Le maître d'ouvrage ou le donneur d'ordre français est également mis à contribution. Il doit demander à son cocontractant, avant le début de chaque détachement d'un ou plusieurs salariés, une copie de la déclaration de détachement, qui a été transmise à l'unité territoriale de la direction régionale des entreprises, de la concurrence, de la consommation du travail et de l'emploi (Direccte), et une copie du document désignant le représentant de l'employeur.
Des sanctions administratives sont prévues dans le cas où l'employeur, ou le maître d'ouvrage, ne remplit pas ses obligations. L'autorité administrative peut ainsi envisager des amendes, voire, en fonction de la répétition des infractions ou de la gravité des faits constatés, des démarches pour faire fermer (au plus trois mois) l'établissement relevant de l'entreprise où a été constatée l'infraction. "Le préfet tient compte pour déterminer la durée de fermeture d'au plus trois mois de l'établissement de la nature, du nombre, de la durée de la ou des infractions relevées, du nombre de salariés concernés ainsi que de la situation économique, sociale et financière de l'entreprise ou de l'établissement," précise le décret.

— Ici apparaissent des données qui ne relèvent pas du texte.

impl ParkspotHandler {
    pub fn new(engine: Arc<Engine>) -> Self {
        Self {
            engine,
            query_parser: Arc::new(ParkspotQueryParser),
        }
    }

    /// The session user name is the caller's user id.
    fn caller_id<C: ClientInfo>(&self, client: &C) -> PgWireResult<Ulid> {
        let user = client.metadata().get("user").cloned().unwrap_or_default();
        Ulid::from_string(&user).map_err(|_| {
            PgWireError::UserError(Box::new(ErrorInfo::new(
                "ERROR".into(),
                "28000".into(),
                format!("session user must be a user id, got {user:?}"),
            )))
        })
    }

    async fn run(&self, caller: Ulid, sql_text: &str) -> PgWireResult<Response> {
        let cmd = sql::parse_sql(sql_text).map_err(sql_err)?;
        let label = observability::command_label(&cmd);
        let started = Instant::now();
        let result = self.execute_command(caller, cmd).await;
        let status = if result.is_ok() { "ok" } else { "error" };
        metrics::counter!(observability::QUERIES_TOTAL, "command" => label, "status" => status).increment(1);
        metrics::histogram!(observability::QUERY_DURATION_SECONDS, "command" => label)
            .record(started.elapsed().as_secs_f64());
        if let Err(e) = &result {
            debug!("{label} from {caller} failed: {e:?}");
        }
        result
    }

    async fn execute_command(&self, caller: Ulid, cmd: Command) -> PgWireResult<Response> {
        let engine = &self.engine;
        match cmd {
            Command::InsertUser { id, role, name } => {
                engine.register_user(caller, id, role, name).await.map_err(engine_err)?;
                Ok(inserted())
            }
            Command::InsertSpot {
                id,
                hourly_price,
                latitude,
                longitude,
                vehicle_capacity,
                amenities,
            } => {
                let new = NewSpot { id, hourly_price, latitude, longitude, vehicle_capacity, amenities };
                engine.list_spot(caller, new).await.map_err(engine_err)?;
                Ok(inserted())
            }
            Command::ChangeSpot { spot_id, changes } => {
                engine.change_spot(caller, spot_id, changes).await.map_err(engine_err)?;
                Ok(inserted())
            }
            Command::DeleteSpot { id } => {
                engine.delist_spot(caller, id).await.map_err(engine_err)?;
                Ok(deleted())
            }
            Command::SelectSpots { id } => {
                let spots = match id {
                    Some(id) => vec![engine.spot(&id).await.map_err(engine_err)?],
                    None => engine.list_spots().await,
                };
                let schema = spots_schema();
                let shared = Arc::new(schema.clone());
                let rows: Vec<Row> = spots
                    .iter()
                    .map(|s| {
                        let amenities = serde_json::to_string(&s.amenities)
                            .map_err(|e| PgWireError::ApiError(Box::new(e)))?;
                        let mut encoder = DataRowEncoder::new(shared.clone());
                        encoder.encode_field(&s.id.to_string())?;
                        encoder.encode_field(&s.owner_id.to_string())?;
                        encoder.encode_field(&s.hourly_price)?;
                        encoder.encode_field(&s.latitude)?;
                        encoder.encode_field(&s.longitude)?;
                        encoder.encode_field(&i64::from(s.vehicle_capacity))?;
                        encoder.encode_field(&amenities)?;
                        encoder.encode_field(&s.status.as_str())?;
                        encoder.encode_field(&s.is_available)?;
                        Ok(encoder.take_row())
                    })
                    .collect();
                Ok(rows_response(schema, rows))
            }
            Command::SelectRating { spot_id } => {
                let summary = engine.rating_summary(spot_id).await.map_err(engine_err)?;
                let schema = rating_schema();
                let mut encoder = DataRowEncoder::new(Arc::new(schema.clone()));
                encoder.encode_field(&spot_id.to_string())?;
                encoder.encode_field(&(summary.count as i64))?;
                encoder.encode_field(&summary.average)?;
                Ok(rows_response(schema, vec![Ok(encoder.take_row())]))
            }
            Command::InsertAvailability { id, spot_id, start, end } => {
                engine
                    .declare_availability(caller, id, spot_id, start, end)
                    .await
                    .map_err(engine_err)?;
                Ok(inserted())
            }
            Command::ChangeAvailability { slot_id, update } => {
                engine
                    .update_availability(caller, slot_id, update)
                    .await
                    .map_err(engine_err)?;
                Ok(inserted())
            }
            Command::DeleteAvailability { id } => {
                engine.remove_availability(caller, id).await.map_err(engine_err)?;
                Ok(deleted())
            }
            Command::SelectAvailability { spot_id, start, end } => {
                let slots = engine
                    .query_availability(spot_id, start, end)
                    .await
                    .map_err(engine_err)?;
                let schema = availability_schema();
                let shared = Arc::new(schema.clone());
                let rows: Vec<Row> = slots
                    .into_iter()
                    .map(|slot| {
                        let mut encoder = DataRowEncoder::new(shared.clone());
                        encoder.encode_field(&slot.id.to_string())?;
                        encoder.encode_field(&slot.spot_id.to_string())?;
                        encoder.encode_field(&slot.span.start)?;
                        encoder.encode_field(&slot.span.end)?;
                        encoder.encode_field(&slot.is_booked)?;
                        Ok(encoder.take_row())
                    })
                    .collect();
                Ok(rows_response(schema, rows))
            }
            Command::SelectOpenWindows { spot_id, start, end } => {
                let windows = engine.open_windows(spot_id, start, end).await.map_err(engine_err)?;
                let schema = open_windows_schema();
                let shared = Arc::new(schema.clone());
                let sid = spot_id.to_string();
                let rows: Vec<Row> = windows
                    .into_iter()
                    .map(|w| {
                        let mut encoder = DataRowEncoder::new(shared.clone());
                        encoder.encode_field(&sid)?;
                        encoder.encode_field(&w.start)?;
                        encoder.encode_field(&w.end)?;
                        Ok(encoder.take_row())
                    })
                    .collect();
                Ok(rows_response(schema, rows))
            }
            Command::InsertBooking { id, spot_id, start, end, total_price } => {
                engine
                    .create_booking(caller, id, spot_id, start, end, total_price)
                    .await
                    .map_err(engine_err)?;
                Ok(inserted())
            }
            Command::TransitionBooking { booking_id, status } => {
                engine
                    .transition_booking(caller, booking_id, status)
                    .await
                    .map_err(engine_err)?;
                Ok(inserted())
            }
            Command::SelectBookings { by_id, filter } => {
                let bookings = match (by_id, filter) {
                    (Some(id), _) => vec![engine.booking(caller, id).await.map_err(engine_err)?],
                    (None, Some(filter)) => engine.bookings(caller, filter).await.map_err(engine_err)?,
                    (None, None) => Vec::new(),
                };
                let schema = bookings_schema();
                let shared = Arc::new(schema.clone());
                let rows: Vec<Row> = bookings.iter().map(|b| encode_booking(&shared, b)).collect();
                Ok(rows_response(schema, rows))
            }
            Command::InitiatePayment { booking_id } => {
                let intent = engine.initiate_payment(caller, booking_id).await.map_err(engine_err)?;
                let schema = payment_intent_schema();
                let mut encoder = DataRowEncoder::new(Arc::new(schema.clone()));
                encoder.encode_field(&booking_id.to_string())?;
                encoder.encode_field(&intent.reference)?;
                encoder.encode_field(&intent.amount)?;
                Ok(rows_response(schema, vec![Ok(encoder.take_row())]))
            }
            Command::RecordPaymentOutcome { booking_id, reference, outcome } => {
                let verdict = engine
                    .record_payment_outcome(caller, booking_id, &reference, outcome)
                    .await
                    .map_err(engine_err)?;
                reconciliation_response(booking_id, &reference, verdict)
            }
            Command::ConfirmPayment { booking_id, reference } => {
                let verdict = engine
                    .confirm_payment(caller, booking_id, &reference)
                    .await
                    .map_err(engine_err)?;
                reconciliation_response(booking_id, &reference, verdict)
            }
            Command::SetPaymentStatus { booking_id, status } => {
                engine
                    .set_payment_status(caller, booking_id, status)
                    .await
                    .map_err(engine_err)?;
                Ok(inserted())
            }
            Command::SelectTransactions { booking_id } => {
                let txs = engine.transactions(caller, booking_id).await.map_err(engine_err)?;
                let schema = transactions_schema();
                let shared = Arc::new(schema.clone());
                let rows: Vec<Row> = txs
                    .iter()
                    .map(|t| {
                        let mut encoder = DataRowEncoder::new(shared.clone());
                        encoder.encode_field(&t.id.to_string())?;
                        encoder.encode_field(&t.booking_id.map(|id| id.to_string()))?;
                        encoder.encode_field(&t.kind.as_str())?;
                        encoder.encode_field(&t.amount)?;
                        encoder.encode_field(&t.status.as_str())?;
                        encoder.encode_field(&t.reference)?;
                        encoder.encode_field(&t.created_at)?;
                        Ok(encoder.take_row())
                    })
                    .collect();
                Ok(rows_response(schema, rows))
            }
            Command::InsertReview { id, booking_id, rating, comment } => {
                engine
                    .post_review(caller, id, booking_id, rating, comment)
                    .await
                    .map_err(engine_err)?;
                Ok(inserted())
            }
            Command::SelectReviews { spot_id } => {
                let reviews = engine.reviews_for_spot(spot_id).await.map_err(engine_err)?;
                let schema = reviews_schema();
                let shared = Arc::new(schema.clone());
                let rows: Vec<Row> = reviews
                    .iter()
                    .map(|r| {
                        let mut encoder = DataRowEncoder::new(shared.clone());
                        encoder.encode_field(&r.id.to_string())?;
                        encoder.encode_field(&r.booking_id.to_string())?;
                        encoder.encode_field(&r.spot_id.to_string())?;
                        encoder.encode_field(&r.driver_id.to_string())?;
                        encoder.encode_field(&i64::from(r.rating))?;
                        encoder.encode_field(&r.comment)?;
                        encoder.encode_field(&r.created_at)?;
                        Ok(encoder.take_row())
                    })
                    .collect();
                Ok(rows_response(schema, rows))
            }
            Command::SelectNotifications => {
                let notes = engine.notifications(caller).map_err(engine_err)?;
                let schema = notifications_schema();
                let shared = Arc::new(schema.clone());
                let rows: Vec<Row> = notes
                    .iter()
                    .map(|n| {
                        let mut encoder = DataRowEncoder::new(shared.clone());
                        encoder.encode_field(&n.id.to_string())?;
                        encoder.encode_field(&n.entity_kind.as_str())?;
                        encoder.encode_field(&n.entity_id.to_string())?;
                        encoder.encode_field(&n.message)?;
                        encoder.encode_field(&n.is_read)?;
                        encoder.encode_field(&n.created_at)?;
                        Ok(encoder.take_row())
                    })
                    .collect();
                Ok(rows_response(schema, rows))
            }
            Command::MarkNotificationRead { id } => {
                engine.mark_notification_read(caller, id).map_err(engine_err)?;
                Ok(inserted())
            }
        }
    }
}
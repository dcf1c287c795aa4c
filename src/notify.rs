use dashmap::DashMap;
use ulid::Ulid;

use crate::model::{EntityKind, Ms, Notification};

/// Oldest notifications are dropped past this many per user.
const MAX_PER_USER: usize = 1_000;

/// Notification sink: a bounded per-user inbox, read back through queries.
/// Delivery is fire-and-forget; nothing here can fail the caller.
pub struct NotifyHub {
    inboxes: DashMap<Ulid, Vec<Notification>>,
}

impl Default for NotifyHub {
    fn default() -> Self {
        Self::new()
    }
}

impl NotifyHub {
    pub fn new() -> Self {
        Self {
            inboxes: DashMap::new(),
        }
    }

    pub fn notify(&self, user_id: Ulid, entity_kind: EntityKind, entity_id: Ulid, message: String, at: Ms) {
        let notification = Notification {
            id: Ulid::new(),
            user_id,
            entity_kind,
            entity_id,
            message,
            is_read: false,
            created_at: at,
        };
        tracing::debug!(
            "notify {user_id}: {} {entity_id}: {}",
            entity_kind.as_str(),
            notification.message
        );
        let mut inbox = self.inboxes.entry(user_id).or_default();
        if inbox.len() >= MAX_PER_USER {
            inbox.remove(0);
        }
        inbox.push(notification);
    }

    /// A user's notifications, oldest first.
    pub fn list(&self, user_id: &Ulid) -> Vec<Notification> {
        self.inboxes
            .get(user_id)
            .map(|inbox| inbox.value().clone())
            .unwrap_or_default()
    }

    /// Mark one of the user's notifications read. False if the user has no such notification.
    pub fn mark_read(&self, user_id: &Ulid, notification_id: &Ulid) -> bool {
        let Some(mut inbox) = self.inboxes.get_mut(user_id) else {
            return false;
        };
        match inbox.iter_mut().find(|n| n.id == *notification_id) {
            Some(n) => {
                n.is_read = true;
                true
            }
            None => false,
        }
    }
}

Le gouvernement souhaite aller encore plus loin, en augmentant le montant des amendes notamment. Des mesures ont ainsi été ajoutées par amendement par les députés en première lecture du projet de loi "Economie : croissance, activité et égalité des chances économiques" en février. Le montant maximal des sanctions faisant suite à des infractions constatées notamment dans le domaine du bâtiment et des travaux publics qui impliquent un grand nombre de travailleurs est porté de 150.000 à 500.000 euros.
Emilie Zapalski
Référence : décret n° 2015-364 du 30 mars 2015 relatif à la lutte contre les fraudes au détachement de travailleurs et à la lutte contre le travail illégal.